The findings conflict with those of Downing Street Covid adviser Dr Raghib Ali, who said last week that structural racism was not a ‘reasonable explanation’ for the high Covid toll among minority groups.
Decades of structural discrimination led to the disproportionate impact of the coronavirus pandemic on black, Asian and minority ethnic (BAME) communities, a review has said. Pictured are some of the BAME healthcare staff who fell victim to the disease
Baroness Lawrence was commissioned to lead the review into how Covid-19 is affecting BAME communities by Labour leader Sir Keir Starmer.

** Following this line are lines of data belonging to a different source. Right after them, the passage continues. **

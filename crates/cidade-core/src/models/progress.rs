//! Per-resident mission progress record.

use serde::{Deserialize, Serialize};

/// Progress of one resident on one mission.
///
/// `tasks` is index-aligned with the definition's task list. A set
/// `completed_by` means the reward was claimed and the record is frozen.
#[derive(Debug, Clone, Serialize, Deserialize, PartialEq, Eq)]
pub struct MissionProgress {
    /// ID of the mission this record tracks
    pub mission_id: u64,

    /// Completion flag per task
    #[serde(default)]
    pub tasks: Vec<bool>,

    /// Who claimed the reward, if anyone
    #[serde(default, skip_serializing_if = "Option::is_none")]
    pub completed_by: Option<String>,
}

impl MissionProgress {
    /// Fresh record: every task open, reward unclaimed.
    pub fn new(mission_id: u64, task_count: usize) -> Self {
        Self {
            mission_id,
            tasks: vec![false; task_count],
            completed_by: None,
        }
    }

    pub fn is_claimed(&self) -> bool {
        self.completed_by.is_some()
    }

    /// Number of tasks marked done.
    pub fn completed_count(&self) -> usize {
        self.tasks.iter().filter(|done| **done).count()
    }
}
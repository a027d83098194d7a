//! Point-of-interest operations for the Tracker.

use log::debug;

use super::Tracker;
use crate::{
    display::PointsOfInterest,
    error::{CoreError, Result},
    models::{CategoryFilter, PointOfInterest},
    params::{CreatePoi, ListPois},
    poi::filter_pois,
};

/// Trimmed value of a required text field.
fn required(field: &str, value: &str) -> Result<String> {
    let value = value.trim();
    if value.is_empty() {
        return Err(CoreError::invalid_argument(field).with_reason("must not be empty"));
    }
    Ok(value.to_string())
}

fn check_range(field: &str, value: Option<f64>, limit: f64) -> Result<()> {
    match value {
        Some(v) if !(-limit..=limit).contains(&v) => Err(CoreError::invalid_argument(field)
            .with_reason(format!("{v} is outside -{limit} to {limit}"))),
        _ => Ok(()),
    }
}

impl Tracker {
    /// Registers a point of interest in a development's directory.
    ///
    /// An ID is generated when none is given.
    ///
    /// # Errors
    ///
    /// Returns `CoreError::InvalidArgument` for a blank required field,
    /// out-of-range coordinates or an ID that is already taken.
    pub async fn add_poi(&self, params: &CreatePoi) -> Result<PointOfInterest> {
        let id = match params.id.as_deref() {
            Some(id) => required("id", id)?,
            None => format!("{:016x}", rand::random::<u64>()),
        };
        check_range("latitude", params.latitude, 90.0)?;
        check_range("longitude", params.longitude, 180.0)?;

        let poi = PointOfInterest {
            id,
            development_id: required("development_id", &params.development_id)?,
            name: required("name", &params.name)?,
            category: required("category", &params.category)?,
            latitude: params.latitude,
            longitude: params.longitude,
        };

        debug!("Registering point of interest {} in {}", poi.id, poi.development_id);
        let stored = poi.clone();
        self.with_database(move |db| db.insert_poi(&stored)).await?;
        Ok(poi)
    }

    /// Searches a development's directory by category and name.
    pub async fn list_pois(&self, params: &ListPois) -> Result<PointsOfInterest> {
        let development_id = params.development_id.clone();
        let pois = self
            .with_database(move |db| db.list_pois(&development_id))
            .await?;

        let category = CategoryFilter::from(params.category.clone());
        let search = params.search.as_deref().unwrap_or_default();
        debug!(
            "Filtering {} point(s) of interest by category {category}",
            pois.len()
        );
        Ok(PointsOfInterest(filter_pois(&pois, &category, search)))
    }
}
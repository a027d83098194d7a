//! Point-of-interest search.

use crate::models::{CategoryFilter, PointOfInterest};

/// Filter points of interest by category and by a case-insensitive
/// substring of their name.
///
/// Both predicates must hold. An empty `search_term` matches every name.
/// Input order is preserved and the input slice is left untouched.
///
/// # Examples
///
/// ```rust
/// use cidade_core::{models::{CategoryFilter, PointOfInterest}, poi::filter_pois};
///
/// let pois = vec![PointOfInterest {
///     id: "1".to_string(),
///     development_id: "cidade_inteligente".to_string(),
///     name: "Farmácia Saúde+".to_string(),
///     category: "Saúde".to_string(),
///     latitude: None,
///     longitude: None,
/// }];
///
/// let found = filter_pois(&pois, &CategoryFilter::All, "FARM");
/// assert_eq!(found.len(), 1);
/// ```
pub fn filter_pois(
    pois: &[PointOfInterest],
    category: &CategoryFilter,
    search_term: &str,
) -> Vec<PointOfInterest> {
    let needle = search_term.to_lowercase();
    pois.iter()
        .filter(|poi| category.matches(&poi.category))
        .filter(|poi| needle.is_empty() || poi.name.to_lowercase().contains(&needle))
        .cloned()
        .collect()
}
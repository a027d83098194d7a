//! Filter types for querying points of interest.

use std::fmt;

/// Sentinel accepted from callers to disable the category restriction.
pub const ALL_CATEGORIES: &str = "all";

/// Category restriction applied by [`crate::poi::filter_pois`].
#[derive(Debug, Clone, PartialEq, Eq, Default)]
pub enum CategoryFilter {
    /// No category restriction
    #[default]
    All,

    /// Exact category match
    Category(String),
}

impl CategoryFilter {
    /// Whether a point-of-interest category passes this filter.
    pub fn matches(&self, category: &str) -> bool {
        match self {
            CategoryFilter::All => true,
            CategoryFilter::Category(expected) => expected == category,
        }
    }
}

impl From<Option<String>> for CategoryFilter {
    /// Map a caller-supplied category, treating the `"all"` sentinel and an
    /// absent value as [`CategoryFilter::All`].
    ///
    /// # Examples
    ///
    /// ```rust
    /// use cidade_core::models::CategoryFilter;
    ///
    /// assert_eq!(CategoryFilter::from(Some("all".to_string())), CategoryFilter::All);
    /// assert_eq!(
    ///     CategoryFilter::from(Some("Saúde".to_string())),
    ///     CategoryFilter::Category("Saúde".to_string())
    /// );
    /// ```
    fn from(category: Option<String>) -> Self {
        match category {
            Some(c) if c != ALL_CATEGORIES => CategoryFilter::Category(c),
            _ => CategoryFilter::All,
        }
    }
}

impl fmt::Display for CategoryFilter {
    fn fmt(&self, f: &mut fmt::Formatter<'_>) -> fmt::Result {
        match self {
            CategoryFilter::All => write!(f, "{ALL_CATEGORIES}"),
            CategoryFilter::Category(c) => write!(f, "{c}"),
        }
    }
}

Workers have been put at risk by the Government’s failure to facilitate Covid-secure workplaces, and the ‘no recourse to public funds’ rule has disproportionately affected BAME communities, she said.
They have also experienced what she called ‘disgraceful racism’, fuelled in part by global leaders calling Covid-19 the ‘Chinese virus’.
The terms was used by US President Donald Trump and others after the virus first emerged in the Chinese city of Wuhan late last year.
Baroness Lawrence said it was hoped that a previous Public Health England report would recommend action to reduce disparities, but added that it failed to do so.
And a statement last week from the Minister for Equalities Kemi Badenoch, to mark the launch of a Government report, risks being ‘too little too late’ and failed to address systemic, structural drivers, Baronesss Lawrence said.
Dr Raghib Ali, who helped with the report on progress to address Covid-19 health inequalities, said he is not convinced structural racism played a role.
In the new report’s foreword, Baroness Lawrence also wrote: ‘This must be a watershed moment for change.
‘The impact of Covid is not random, but foreseeable and inevitable, the consequence of decades of structural injustice, inequality and discrimination that blights our society.
‘We are in the middle of an avoidable crisis.